Eu sei que isto acabou, mas tendo este "cantinho de orador" disponível não quero deixar de o utilizar para ecoar a minha alegria com o Acordo na Organização Mundial do Comércio.
É um passo, mas não um pequeno passo. É um grande passo. Não irá resolver tudo, claro. Nem nada o fará. Talvez nem tenha os efeitos grandiloquentes que se antecipam. Mas é um extraordinário momento. Talvez o mais importante dos últimos anos - ainda que os media ocidentais não lhe irão dar essa dimensão, coisa pouca decerto.

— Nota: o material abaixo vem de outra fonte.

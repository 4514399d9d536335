//! Catalog service - storefront product grid and cart actions

use std::sync::{Arc, Mutex};

use crate::domain::result::{Error, Result};
use crate::domain::{filter_by_name, CartHandle, CartLine, Product, ProductId, ProductImage};
use crate::ports::StoreApi;

use super::view::CollectionView;

/// Storefront view: product snapshot, search projection, cart
pub struct CatalogService {
    api: Arc<dyn StoreApi>,
    cart: CartHandle,
    view: CollectionView<Product>,
    term: Mutex<String>,
}

impl CatalogService {
    pub fn new(api: Arc<dyn StoreApi>, cart: CartHandle) -> Self {
        Self {
            api,
            cart,
            view: CollectionView::new("catalog"),
            term: Mutex::new(String::new()),
        }
    }

    pub fn view(&self) -> &CollectionView<Product> {
        &self.view
    }

    pub fn cart(&self) -> &CartHandle {
        &self.cart
    }

    /// Fetch the product list; returns the visible subset for the current search
    pub fn load(&self) -> Result<Vec<Product>> {
        self.view.refresh(|| self.api.list_products())?;
        Ok(self.visible())
    }

    /// Set the search term and return the matching products
    pub fn search(&self, term: &str) -> Vec<Product> {
        *self.term.lock().unwrap_or_else(|p| p.into_inner()) = term.to_string();
        self.visible()
    }

    pub fn term(&self) -> String {
        self.term.lock().unwrap_or_else(|p| p.into_inner()).clone()
    }

    /// Current projection, recomputed from the latest snapshot
    pub fn visible(&self) -> Vec<Product> {
        filter_by_name(&self.view.rows(), &self.term())
    }

    pub fn image(&self, id: ProductId) -> Result<ProductImage> {
        self.api.product_image(id)
    }

    /// Add one unit of a loaded product to the cart
    pub fn add_to_cart(&self, id: ProductId) -> Result<Vec<CartLine>> {
        let product = self
            .view
            .rows()
            .into_iter()
            .find(|p| p.id == id)
            .ok_or_else(|| Error::validation(format!("Product not found: {}", id)))?;
        tracing::debug!(product_id = id, "added to cart");
        Ok(self.cart.add(product))
    }

    /// Take one unit off the cart; unknown ids are ignored
    pub fn remove_from_cart(&self, id: ProductId) -> Vec<CartLine> {
        self.cart.remove(id)
    }
}
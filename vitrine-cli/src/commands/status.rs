//! Status command - show configuration and session state

use anyhow::Result;
use colored::Colorize;
use serde::Serialize;

use super::get_context;
use crate::output::create_table;

#[derive(Serialize)]
#[serde(rename_all = "camelCase")]
struct StatusSummary {
    vitrine_dir: String,
    api_url: String,
    admin_email: String,
    logged_in: bool,
    service_name: String,
    zipkin_url: Option<String>,
    console_spans: bool,
}

pub fn run(json: bool) -> Result<()> {
    let ctx = get_context()?;

    let status = StatusSummary {
        vitrine_dir: ctx.vitrine_dir.display().to_string(),
        api_url: ctx.config.api_url.clone(),
        admin_email: ctx.config.admin_email.clone(),
        logged_in: ctx.auth_service.current_session()?,
        service_name: ctx.config.telemetry.service_name.clone(),
        zipkin_url: ctx.config.telemetry.zipkin_url.clone(),
        console_spans: ctx.config.telemetry.console,
    };

    if json {
        println!("{}", serde_json::to_string_pretty(&status)?);
        return Ok(());
    }

    println!("{}", "Vitrine Status".bold());
    println!();

    let mut table = create_table();
    let session = if status.logged_in {
        "logged in".green().to_string()
    } else {
        "not logged in".yellow().to_string()
    };
    table.add_row(vec!["Session", session.as_str()]);
    table.add_row(vec!["API", status.api_url.as_str()]);
    table.add_row(vec!["Admin email", status.admin_email.as_str()]);
    table.add_row(vec!["Directory", status.vitrine_dir.as_str()]);
    table.add_row(vec![
        "Span export",
        status.zipkin_url.as_deref().unwrap_or("off"),
    ]);
    println!("{}", table);

    if !status.logged_in {
        println!();
        println!("Run 'vt login' to sign in.");
    }
    Ok(())
}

É um grande momento para o desenvolvimento das áreas mais miseráveis do mundo. Falo com uma alegria gradualista, entenda-se, sem sonhar com amanhãs dourados. Mas sonhando com amanhãs em que haja menos fome e menos dor. Menos morte adiável.
É também um grande momento para o desenvolvimento do "mundo ocidental". Desenvolvimento ético e alimentar. Porque é uma decisão menos omnívora do que a estrutura de pensamento que o domina, esse contrato social entre grande capital e populações. Omnívoro não, antes vampírico, canibal.
Curiosidade: ver como os "movimentos sociais" aí de cima vão reagir. Entender onde se lhes acaba a "esquerda".
E, já que ando em releituras, aqui fica trecho muito apropriado (nem de propósito):
"Nada e mais doloroso na sociedade humana, e daí mais difícil de conseguir, do que a mudança das estruturas de direitos...Direitos e privilégios são o mote das revoluções" (R. Dahrendorf, Ensaios Sobre o Liberalismo, Fragmentos, 1993, 24). É isso que aqui estou a saudar.
Posso estar a ser ingénuo, mas esta é a melhor segunda-feira de manhã de que me lembro.
[Ah, e porque a minha alegria não é utópica, quanta mais amazónia cortada para pastarem as vacas agora liberalizadas? Quantos mais machambeiros sem-terra, esta agora bem mais apetecível à agro-indústria?]